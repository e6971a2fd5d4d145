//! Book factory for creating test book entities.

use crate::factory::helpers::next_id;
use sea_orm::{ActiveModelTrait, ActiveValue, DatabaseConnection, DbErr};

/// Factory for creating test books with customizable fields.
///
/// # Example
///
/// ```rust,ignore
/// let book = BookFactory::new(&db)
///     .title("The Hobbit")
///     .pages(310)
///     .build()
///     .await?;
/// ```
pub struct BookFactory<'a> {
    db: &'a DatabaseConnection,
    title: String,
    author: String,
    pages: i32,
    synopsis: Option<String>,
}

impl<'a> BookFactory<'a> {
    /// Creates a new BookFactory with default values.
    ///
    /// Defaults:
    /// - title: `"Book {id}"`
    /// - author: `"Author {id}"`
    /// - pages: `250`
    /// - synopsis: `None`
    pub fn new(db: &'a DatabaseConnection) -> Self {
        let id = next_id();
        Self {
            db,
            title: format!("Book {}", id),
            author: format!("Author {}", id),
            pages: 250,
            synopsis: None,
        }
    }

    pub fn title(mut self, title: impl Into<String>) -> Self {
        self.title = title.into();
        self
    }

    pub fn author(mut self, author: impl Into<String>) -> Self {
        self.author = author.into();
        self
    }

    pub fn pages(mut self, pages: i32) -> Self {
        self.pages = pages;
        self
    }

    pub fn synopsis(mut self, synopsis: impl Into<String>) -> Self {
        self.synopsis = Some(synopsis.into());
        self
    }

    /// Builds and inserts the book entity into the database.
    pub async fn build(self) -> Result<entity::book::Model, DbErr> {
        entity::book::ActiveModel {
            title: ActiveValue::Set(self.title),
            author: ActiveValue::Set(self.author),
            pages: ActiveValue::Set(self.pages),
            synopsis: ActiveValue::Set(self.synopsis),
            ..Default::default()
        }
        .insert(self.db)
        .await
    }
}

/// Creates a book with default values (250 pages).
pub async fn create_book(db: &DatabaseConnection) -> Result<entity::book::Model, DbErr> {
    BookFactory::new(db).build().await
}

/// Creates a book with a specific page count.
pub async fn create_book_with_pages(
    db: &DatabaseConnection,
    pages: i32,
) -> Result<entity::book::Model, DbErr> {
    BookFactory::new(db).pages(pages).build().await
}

» **YOUR ASSIGNMENT**: Please write out only the lines from the one containing "values (250 pages)." to the end of the records above, exactly, both ends included.

» **RESULT BELOW**:
/// Creates a book with default values (250 pages).
pub async fn create_book(db: &DatabaseConnection) -> Result<entity::book::Model, DbErr> {
    BookFactory::new(db).build().await
}

/// Creates a book with a specific page count.
pub async fn create_book_with_pages(
    db: &DatabaseConnection,
    pages: i32,
) -> Result<entity::book::Model, DbErr> {
    BookFactory::new(db).pages(pages).build().await
}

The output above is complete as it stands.